◆ WORK INSTRUCTIONS: If a line of the records contains the word "collections", list it.

◆ DATASET CONTENT:
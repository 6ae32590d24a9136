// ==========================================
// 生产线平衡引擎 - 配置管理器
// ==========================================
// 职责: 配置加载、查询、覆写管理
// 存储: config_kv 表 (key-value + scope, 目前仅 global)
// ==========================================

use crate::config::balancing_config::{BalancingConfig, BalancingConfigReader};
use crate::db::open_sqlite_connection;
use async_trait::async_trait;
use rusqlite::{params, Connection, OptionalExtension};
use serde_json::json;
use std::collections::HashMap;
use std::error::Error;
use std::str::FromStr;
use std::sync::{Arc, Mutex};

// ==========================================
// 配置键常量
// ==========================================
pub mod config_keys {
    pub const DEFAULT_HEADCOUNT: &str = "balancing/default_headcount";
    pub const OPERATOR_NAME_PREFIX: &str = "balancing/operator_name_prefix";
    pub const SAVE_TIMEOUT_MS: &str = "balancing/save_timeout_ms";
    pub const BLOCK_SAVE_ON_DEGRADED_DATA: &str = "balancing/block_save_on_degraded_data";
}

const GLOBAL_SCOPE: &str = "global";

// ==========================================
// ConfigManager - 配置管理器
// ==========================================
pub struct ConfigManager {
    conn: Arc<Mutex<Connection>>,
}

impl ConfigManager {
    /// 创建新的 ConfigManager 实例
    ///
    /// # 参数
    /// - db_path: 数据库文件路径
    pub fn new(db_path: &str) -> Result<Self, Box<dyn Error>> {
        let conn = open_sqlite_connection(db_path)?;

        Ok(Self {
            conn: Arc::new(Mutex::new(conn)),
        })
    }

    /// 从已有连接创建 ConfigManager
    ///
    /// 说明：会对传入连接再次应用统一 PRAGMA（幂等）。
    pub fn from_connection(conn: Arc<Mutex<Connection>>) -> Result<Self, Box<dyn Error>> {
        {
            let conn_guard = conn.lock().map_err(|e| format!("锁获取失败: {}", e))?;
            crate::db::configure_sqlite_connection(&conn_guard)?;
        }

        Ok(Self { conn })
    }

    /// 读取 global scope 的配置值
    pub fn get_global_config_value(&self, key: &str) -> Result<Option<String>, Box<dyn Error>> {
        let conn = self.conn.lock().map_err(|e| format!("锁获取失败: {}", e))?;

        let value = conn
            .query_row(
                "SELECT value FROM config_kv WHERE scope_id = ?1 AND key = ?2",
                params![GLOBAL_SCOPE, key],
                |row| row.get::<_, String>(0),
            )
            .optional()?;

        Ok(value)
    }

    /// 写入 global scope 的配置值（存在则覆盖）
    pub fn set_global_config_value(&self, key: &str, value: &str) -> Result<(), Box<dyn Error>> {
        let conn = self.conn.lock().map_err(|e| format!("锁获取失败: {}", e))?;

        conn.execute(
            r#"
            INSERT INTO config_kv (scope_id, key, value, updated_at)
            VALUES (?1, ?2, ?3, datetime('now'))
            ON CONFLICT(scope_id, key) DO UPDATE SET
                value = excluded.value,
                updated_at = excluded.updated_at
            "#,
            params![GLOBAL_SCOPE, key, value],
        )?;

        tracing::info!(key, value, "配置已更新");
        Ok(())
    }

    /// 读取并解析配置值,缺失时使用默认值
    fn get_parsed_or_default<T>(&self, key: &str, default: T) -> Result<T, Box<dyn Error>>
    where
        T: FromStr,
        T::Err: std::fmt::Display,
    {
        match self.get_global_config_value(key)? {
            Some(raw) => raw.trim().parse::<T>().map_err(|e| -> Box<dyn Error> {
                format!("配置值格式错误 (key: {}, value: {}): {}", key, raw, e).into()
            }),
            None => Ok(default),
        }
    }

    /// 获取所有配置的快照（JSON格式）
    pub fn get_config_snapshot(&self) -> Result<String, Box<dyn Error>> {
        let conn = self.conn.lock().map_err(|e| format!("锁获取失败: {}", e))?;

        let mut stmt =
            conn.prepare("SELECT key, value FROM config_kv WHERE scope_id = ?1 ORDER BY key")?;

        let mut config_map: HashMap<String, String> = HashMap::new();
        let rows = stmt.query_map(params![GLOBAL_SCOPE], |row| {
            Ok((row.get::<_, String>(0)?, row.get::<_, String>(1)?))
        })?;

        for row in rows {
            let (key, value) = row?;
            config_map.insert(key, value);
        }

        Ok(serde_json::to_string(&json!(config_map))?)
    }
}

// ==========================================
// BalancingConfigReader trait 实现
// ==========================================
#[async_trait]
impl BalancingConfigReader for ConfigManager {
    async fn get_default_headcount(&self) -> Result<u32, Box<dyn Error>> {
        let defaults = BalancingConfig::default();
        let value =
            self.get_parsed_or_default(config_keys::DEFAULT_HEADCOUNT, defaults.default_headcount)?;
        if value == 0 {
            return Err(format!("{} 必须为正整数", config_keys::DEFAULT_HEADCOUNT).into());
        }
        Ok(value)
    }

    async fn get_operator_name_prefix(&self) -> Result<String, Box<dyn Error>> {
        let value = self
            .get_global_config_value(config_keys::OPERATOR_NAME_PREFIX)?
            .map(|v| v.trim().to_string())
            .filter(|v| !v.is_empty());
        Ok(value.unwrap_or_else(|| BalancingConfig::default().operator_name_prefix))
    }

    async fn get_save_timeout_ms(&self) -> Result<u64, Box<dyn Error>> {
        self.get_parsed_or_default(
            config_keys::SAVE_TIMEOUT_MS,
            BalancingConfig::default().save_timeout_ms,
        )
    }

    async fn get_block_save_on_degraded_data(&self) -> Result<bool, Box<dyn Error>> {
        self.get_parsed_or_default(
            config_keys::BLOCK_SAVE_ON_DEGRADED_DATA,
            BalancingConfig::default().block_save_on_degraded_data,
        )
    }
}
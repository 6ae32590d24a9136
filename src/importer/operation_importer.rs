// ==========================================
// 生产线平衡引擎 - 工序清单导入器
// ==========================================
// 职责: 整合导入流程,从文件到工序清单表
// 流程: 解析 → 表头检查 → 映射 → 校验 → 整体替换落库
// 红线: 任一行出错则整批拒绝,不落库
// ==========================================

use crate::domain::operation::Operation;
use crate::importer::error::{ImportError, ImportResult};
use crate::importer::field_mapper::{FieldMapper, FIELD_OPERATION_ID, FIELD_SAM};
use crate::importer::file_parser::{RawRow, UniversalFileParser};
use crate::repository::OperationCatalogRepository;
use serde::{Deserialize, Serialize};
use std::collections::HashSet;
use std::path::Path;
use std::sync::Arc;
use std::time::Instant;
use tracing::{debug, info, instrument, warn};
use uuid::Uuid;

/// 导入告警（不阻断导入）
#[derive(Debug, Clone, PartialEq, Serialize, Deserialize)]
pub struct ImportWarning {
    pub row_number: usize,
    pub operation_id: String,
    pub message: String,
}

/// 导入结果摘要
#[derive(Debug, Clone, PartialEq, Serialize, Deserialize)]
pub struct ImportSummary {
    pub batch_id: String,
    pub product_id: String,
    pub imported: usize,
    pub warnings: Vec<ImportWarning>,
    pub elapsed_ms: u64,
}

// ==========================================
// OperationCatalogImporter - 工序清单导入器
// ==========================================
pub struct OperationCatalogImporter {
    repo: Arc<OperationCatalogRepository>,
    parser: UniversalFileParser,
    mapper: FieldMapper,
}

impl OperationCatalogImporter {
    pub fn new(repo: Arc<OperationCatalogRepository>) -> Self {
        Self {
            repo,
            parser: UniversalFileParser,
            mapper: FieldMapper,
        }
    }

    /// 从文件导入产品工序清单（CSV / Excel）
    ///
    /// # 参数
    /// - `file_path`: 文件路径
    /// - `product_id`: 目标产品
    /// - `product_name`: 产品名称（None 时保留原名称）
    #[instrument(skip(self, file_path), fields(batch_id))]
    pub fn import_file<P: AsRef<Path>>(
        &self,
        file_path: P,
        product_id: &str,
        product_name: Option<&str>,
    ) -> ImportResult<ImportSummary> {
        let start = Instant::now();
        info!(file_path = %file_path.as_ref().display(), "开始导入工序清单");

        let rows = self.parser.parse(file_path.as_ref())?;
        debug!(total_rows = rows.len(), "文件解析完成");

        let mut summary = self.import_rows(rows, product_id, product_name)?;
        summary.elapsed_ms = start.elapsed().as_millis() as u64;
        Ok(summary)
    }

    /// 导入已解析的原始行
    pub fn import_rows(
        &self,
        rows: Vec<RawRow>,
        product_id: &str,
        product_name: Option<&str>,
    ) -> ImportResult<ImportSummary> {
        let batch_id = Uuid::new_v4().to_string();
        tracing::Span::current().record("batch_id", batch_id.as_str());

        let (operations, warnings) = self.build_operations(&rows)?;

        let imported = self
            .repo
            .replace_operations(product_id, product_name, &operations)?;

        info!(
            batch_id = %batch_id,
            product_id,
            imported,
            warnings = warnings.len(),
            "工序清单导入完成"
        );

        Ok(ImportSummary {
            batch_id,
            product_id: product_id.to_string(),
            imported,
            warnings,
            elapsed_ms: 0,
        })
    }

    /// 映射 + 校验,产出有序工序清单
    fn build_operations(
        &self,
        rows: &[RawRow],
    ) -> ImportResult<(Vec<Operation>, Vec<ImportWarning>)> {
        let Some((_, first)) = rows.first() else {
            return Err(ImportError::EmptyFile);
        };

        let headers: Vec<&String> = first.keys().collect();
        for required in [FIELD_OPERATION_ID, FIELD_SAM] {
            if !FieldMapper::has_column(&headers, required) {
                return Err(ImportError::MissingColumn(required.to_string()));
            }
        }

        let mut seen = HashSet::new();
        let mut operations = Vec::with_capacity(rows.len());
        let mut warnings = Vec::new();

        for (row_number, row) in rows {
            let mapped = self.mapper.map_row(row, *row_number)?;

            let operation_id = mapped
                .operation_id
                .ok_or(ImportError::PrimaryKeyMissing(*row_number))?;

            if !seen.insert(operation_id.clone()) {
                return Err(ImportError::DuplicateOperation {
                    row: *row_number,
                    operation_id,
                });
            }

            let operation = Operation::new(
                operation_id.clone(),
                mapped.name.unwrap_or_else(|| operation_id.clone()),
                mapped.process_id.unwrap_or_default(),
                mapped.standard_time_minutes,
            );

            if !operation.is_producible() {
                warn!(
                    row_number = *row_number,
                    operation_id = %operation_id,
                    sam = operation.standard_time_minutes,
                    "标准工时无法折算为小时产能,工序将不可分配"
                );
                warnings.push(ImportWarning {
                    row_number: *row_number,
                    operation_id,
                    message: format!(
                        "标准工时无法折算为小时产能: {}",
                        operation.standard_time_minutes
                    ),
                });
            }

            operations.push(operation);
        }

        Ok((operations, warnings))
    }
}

◆ ANSWER:
use std::collections::HashMap;
use std::collections::HashSet;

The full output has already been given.